Saved data entries
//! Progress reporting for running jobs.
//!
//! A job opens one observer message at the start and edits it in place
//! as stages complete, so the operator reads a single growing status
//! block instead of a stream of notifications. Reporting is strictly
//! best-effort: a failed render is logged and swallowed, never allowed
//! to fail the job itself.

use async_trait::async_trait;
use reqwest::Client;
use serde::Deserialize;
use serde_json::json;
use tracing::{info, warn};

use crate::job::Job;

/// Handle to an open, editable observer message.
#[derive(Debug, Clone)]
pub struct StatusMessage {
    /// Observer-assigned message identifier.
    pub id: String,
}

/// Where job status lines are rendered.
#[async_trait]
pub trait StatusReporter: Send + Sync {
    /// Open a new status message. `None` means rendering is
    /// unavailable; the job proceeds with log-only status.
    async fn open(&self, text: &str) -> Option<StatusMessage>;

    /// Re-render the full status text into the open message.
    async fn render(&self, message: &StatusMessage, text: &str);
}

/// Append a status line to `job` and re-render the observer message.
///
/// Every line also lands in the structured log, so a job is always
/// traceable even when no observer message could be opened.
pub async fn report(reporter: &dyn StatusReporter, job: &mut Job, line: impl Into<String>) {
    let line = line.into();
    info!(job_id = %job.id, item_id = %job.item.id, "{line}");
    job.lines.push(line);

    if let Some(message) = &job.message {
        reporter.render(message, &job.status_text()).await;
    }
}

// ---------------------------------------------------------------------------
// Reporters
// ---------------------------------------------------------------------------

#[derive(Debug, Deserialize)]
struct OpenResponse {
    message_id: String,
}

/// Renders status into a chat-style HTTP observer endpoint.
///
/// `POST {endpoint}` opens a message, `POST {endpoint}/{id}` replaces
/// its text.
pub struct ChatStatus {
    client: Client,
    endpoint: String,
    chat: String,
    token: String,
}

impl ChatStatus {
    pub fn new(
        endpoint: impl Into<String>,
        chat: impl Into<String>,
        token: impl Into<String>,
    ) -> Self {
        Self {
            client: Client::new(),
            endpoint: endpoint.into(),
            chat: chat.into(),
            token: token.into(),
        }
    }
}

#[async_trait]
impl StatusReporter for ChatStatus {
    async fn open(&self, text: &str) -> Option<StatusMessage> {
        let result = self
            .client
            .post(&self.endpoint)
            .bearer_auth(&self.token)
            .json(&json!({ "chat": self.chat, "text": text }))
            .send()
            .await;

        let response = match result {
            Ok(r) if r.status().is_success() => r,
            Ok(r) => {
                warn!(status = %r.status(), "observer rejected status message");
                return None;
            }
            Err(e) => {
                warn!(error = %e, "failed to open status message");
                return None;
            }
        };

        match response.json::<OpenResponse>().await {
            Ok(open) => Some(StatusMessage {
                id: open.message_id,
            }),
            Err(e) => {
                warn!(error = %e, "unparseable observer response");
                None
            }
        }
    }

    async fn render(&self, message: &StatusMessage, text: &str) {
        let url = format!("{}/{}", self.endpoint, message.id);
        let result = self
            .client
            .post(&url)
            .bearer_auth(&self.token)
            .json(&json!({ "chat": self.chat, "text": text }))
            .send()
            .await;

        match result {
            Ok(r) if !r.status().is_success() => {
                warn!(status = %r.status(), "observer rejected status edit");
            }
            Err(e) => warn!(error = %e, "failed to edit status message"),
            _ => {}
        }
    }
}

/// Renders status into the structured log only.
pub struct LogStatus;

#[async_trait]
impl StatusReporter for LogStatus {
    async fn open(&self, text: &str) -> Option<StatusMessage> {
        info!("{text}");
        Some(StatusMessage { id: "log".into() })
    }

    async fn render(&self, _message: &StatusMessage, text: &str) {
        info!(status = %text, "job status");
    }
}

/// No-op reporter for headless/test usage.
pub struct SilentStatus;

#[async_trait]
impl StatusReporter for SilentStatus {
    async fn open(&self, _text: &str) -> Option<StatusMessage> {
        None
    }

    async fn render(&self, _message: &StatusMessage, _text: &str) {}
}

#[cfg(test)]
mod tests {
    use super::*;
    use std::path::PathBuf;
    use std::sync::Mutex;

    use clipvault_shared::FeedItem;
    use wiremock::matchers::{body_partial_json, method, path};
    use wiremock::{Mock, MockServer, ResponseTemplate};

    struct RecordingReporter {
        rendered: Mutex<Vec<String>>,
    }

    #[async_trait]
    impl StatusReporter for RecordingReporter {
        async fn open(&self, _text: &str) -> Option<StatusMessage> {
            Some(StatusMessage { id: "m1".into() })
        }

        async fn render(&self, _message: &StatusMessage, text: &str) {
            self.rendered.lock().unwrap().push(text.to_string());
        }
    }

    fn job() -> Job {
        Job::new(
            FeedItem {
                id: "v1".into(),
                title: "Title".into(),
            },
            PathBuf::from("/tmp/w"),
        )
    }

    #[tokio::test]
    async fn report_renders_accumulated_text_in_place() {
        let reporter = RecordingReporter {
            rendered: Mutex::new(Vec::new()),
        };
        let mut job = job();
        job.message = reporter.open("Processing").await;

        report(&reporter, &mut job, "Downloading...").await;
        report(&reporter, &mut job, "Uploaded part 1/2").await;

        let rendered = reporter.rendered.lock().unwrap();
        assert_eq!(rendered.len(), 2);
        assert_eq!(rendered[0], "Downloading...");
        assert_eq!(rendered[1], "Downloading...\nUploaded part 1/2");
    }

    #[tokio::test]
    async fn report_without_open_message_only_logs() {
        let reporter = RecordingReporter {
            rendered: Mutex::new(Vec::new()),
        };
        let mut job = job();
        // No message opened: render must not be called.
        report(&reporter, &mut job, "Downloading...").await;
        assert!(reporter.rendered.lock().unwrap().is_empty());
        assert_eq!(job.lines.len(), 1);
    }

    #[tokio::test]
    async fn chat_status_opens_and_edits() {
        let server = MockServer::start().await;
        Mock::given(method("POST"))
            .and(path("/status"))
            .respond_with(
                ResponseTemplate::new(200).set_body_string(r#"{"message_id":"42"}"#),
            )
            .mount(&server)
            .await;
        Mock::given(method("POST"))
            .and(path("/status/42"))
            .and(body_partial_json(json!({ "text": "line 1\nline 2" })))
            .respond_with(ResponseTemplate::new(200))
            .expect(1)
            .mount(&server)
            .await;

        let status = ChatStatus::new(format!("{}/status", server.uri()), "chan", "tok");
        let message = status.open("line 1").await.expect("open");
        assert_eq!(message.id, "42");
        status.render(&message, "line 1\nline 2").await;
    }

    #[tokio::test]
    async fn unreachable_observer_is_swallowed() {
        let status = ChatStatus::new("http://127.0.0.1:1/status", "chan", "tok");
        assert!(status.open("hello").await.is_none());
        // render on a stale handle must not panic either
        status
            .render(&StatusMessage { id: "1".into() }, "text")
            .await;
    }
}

---

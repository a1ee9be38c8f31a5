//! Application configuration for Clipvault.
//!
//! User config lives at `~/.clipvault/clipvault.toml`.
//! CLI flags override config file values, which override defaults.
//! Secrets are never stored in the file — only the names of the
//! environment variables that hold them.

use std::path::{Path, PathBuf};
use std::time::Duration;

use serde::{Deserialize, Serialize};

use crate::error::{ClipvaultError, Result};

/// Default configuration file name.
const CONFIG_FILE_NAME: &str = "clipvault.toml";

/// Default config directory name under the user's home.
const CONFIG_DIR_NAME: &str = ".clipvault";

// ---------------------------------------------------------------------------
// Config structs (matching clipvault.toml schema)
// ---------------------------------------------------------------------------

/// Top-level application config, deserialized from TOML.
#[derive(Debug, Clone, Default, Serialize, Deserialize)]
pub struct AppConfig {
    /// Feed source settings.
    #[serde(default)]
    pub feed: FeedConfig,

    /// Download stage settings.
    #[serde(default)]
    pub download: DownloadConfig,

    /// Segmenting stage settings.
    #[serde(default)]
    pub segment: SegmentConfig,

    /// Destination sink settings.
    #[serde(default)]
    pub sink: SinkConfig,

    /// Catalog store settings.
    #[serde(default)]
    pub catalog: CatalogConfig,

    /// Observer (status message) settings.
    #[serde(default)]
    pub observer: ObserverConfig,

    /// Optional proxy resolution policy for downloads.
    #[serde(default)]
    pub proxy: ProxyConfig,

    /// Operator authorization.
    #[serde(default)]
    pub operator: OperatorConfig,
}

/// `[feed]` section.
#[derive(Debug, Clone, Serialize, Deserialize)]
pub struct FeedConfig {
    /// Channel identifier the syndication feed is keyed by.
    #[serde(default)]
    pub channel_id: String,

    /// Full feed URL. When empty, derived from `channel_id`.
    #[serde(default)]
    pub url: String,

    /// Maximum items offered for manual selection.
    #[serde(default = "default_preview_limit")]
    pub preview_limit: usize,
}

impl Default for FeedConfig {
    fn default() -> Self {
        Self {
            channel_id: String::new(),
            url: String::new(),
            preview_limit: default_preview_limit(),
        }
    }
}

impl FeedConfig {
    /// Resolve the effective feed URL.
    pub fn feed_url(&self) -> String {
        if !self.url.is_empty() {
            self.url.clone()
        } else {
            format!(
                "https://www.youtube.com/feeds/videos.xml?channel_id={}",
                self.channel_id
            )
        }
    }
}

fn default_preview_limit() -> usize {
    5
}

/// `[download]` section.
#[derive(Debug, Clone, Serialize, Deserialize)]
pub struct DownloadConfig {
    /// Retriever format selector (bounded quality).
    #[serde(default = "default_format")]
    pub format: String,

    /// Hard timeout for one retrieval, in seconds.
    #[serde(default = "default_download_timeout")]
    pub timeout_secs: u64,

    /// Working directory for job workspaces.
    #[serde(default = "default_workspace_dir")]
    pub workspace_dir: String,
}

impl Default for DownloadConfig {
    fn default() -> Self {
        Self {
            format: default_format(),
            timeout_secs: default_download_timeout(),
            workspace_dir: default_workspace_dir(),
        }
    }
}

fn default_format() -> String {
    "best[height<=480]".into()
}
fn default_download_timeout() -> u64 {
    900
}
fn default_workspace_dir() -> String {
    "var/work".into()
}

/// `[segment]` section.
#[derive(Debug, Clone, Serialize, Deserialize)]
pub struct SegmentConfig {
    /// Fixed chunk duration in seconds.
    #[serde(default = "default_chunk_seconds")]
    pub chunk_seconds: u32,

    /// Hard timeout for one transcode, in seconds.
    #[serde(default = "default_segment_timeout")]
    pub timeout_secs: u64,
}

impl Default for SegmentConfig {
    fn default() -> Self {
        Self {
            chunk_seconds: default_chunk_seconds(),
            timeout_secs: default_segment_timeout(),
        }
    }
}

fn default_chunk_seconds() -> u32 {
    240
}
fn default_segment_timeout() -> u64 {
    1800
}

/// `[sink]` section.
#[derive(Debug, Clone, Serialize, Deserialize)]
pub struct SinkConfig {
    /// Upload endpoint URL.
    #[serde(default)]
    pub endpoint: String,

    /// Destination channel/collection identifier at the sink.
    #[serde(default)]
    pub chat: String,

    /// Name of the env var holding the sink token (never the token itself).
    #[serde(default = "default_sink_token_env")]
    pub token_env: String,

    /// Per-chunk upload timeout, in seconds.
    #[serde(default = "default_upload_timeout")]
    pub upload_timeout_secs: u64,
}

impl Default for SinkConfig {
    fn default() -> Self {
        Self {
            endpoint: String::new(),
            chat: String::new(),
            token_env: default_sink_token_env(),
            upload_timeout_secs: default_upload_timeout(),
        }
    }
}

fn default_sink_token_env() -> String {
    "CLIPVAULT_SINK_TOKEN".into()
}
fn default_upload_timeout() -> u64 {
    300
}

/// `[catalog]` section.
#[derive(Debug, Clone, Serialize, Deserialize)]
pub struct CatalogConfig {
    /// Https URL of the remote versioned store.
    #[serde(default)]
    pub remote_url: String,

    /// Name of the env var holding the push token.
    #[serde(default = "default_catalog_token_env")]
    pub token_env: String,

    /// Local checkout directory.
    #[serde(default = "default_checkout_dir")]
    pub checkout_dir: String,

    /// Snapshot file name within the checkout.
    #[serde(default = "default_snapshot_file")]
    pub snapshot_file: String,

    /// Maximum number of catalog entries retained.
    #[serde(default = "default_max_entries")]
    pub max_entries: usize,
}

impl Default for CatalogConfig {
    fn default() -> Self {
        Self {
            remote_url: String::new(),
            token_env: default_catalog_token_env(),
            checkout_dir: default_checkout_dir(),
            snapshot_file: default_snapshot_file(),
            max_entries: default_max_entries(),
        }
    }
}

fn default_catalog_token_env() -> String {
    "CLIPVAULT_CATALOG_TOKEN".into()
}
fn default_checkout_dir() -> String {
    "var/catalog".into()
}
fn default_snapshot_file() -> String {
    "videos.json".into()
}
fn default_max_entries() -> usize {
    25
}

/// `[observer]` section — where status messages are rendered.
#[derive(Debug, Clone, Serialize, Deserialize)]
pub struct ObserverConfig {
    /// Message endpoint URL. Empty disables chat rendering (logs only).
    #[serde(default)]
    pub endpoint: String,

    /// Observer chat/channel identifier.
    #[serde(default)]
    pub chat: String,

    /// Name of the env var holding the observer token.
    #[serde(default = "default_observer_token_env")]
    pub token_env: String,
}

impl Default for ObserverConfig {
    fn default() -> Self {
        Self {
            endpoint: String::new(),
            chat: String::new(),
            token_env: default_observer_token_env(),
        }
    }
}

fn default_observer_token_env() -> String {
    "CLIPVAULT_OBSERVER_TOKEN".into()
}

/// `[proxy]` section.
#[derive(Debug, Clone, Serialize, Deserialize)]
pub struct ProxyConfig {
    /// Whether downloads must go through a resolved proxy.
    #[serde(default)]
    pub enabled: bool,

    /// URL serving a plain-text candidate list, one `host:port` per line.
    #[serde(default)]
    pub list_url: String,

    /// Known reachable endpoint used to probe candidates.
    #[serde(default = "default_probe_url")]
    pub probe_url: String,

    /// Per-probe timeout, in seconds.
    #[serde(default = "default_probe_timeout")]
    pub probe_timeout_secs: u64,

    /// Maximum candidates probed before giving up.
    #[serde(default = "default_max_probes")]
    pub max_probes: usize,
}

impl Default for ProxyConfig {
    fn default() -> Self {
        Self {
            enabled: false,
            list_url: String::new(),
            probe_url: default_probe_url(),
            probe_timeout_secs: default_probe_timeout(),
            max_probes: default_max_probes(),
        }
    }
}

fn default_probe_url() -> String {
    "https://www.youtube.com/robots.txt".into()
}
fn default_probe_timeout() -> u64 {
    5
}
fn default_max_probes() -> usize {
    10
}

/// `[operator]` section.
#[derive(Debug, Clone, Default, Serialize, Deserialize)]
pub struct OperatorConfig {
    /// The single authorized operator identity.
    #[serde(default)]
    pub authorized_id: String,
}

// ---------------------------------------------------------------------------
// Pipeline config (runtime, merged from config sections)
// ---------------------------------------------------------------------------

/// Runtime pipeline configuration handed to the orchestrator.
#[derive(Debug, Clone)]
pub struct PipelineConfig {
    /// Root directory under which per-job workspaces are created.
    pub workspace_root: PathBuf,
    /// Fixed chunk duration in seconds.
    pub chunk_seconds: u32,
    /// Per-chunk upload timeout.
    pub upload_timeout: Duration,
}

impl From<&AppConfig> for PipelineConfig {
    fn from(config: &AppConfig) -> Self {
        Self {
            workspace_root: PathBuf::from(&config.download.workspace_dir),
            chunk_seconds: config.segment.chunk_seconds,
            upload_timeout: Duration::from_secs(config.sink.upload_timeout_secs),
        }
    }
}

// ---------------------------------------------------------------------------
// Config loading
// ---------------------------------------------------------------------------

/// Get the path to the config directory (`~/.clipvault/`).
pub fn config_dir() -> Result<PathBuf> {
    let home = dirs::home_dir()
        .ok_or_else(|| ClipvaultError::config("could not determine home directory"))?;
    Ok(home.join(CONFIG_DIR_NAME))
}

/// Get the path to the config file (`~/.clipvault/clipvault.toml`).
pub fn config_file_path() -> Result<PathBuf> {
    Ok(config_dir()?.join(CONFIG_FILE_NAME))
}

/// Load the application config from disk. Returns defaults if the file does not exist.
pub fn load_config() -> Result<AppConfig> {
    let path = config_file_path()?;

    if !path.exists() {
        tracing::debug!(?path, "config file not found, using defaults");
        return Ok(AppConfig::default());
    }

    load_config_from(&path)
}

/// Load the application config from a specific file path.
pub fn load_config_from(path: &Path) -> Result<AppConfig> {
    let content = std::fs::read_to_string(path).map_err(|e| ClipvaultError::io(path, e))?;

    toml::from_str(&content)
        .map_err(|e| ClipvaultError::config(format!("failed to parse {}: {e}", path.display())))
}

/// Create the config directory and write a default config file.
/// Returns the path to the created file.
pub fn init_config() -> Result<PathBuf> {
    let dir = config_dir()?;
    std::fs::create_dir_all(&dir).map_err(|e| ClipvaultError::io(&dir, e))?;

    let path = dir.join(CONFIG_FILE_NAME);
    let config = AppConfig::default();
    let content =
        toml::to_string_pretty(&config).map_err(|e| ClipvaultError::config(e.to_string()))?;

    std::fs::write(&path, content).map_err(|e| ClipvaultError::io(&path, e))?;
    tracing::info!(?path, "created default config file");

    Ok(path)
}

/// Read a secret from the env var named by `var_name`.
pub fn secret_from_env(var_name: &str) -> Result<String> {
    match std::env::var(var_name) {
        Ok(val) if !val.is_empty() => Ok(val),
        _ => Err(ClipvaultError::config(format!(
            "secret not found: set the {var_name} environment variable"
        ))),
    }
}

- Task statement: Beginning with the line above that contains "use serde::Deserialize;", copy each line exactly up to and including the line that contains "means rendering is", and go no further.

- Solved exercise:
use serde::Deserialize;
use serde_json::json;
use tracing::{info, warn};

use crate::job::Job;

/// Handle to an open, editable observer message.
#[derive(Debug, Clone)]
pub struct StatusMessage {
    /// Observer-assigned message identifier.
    pub id: String,
}

/// Where job status lines are rendered.
#[async_trait]
pub trait StatusReporter: Send + Sync {
    /// Open a new status message. `None` means rendering is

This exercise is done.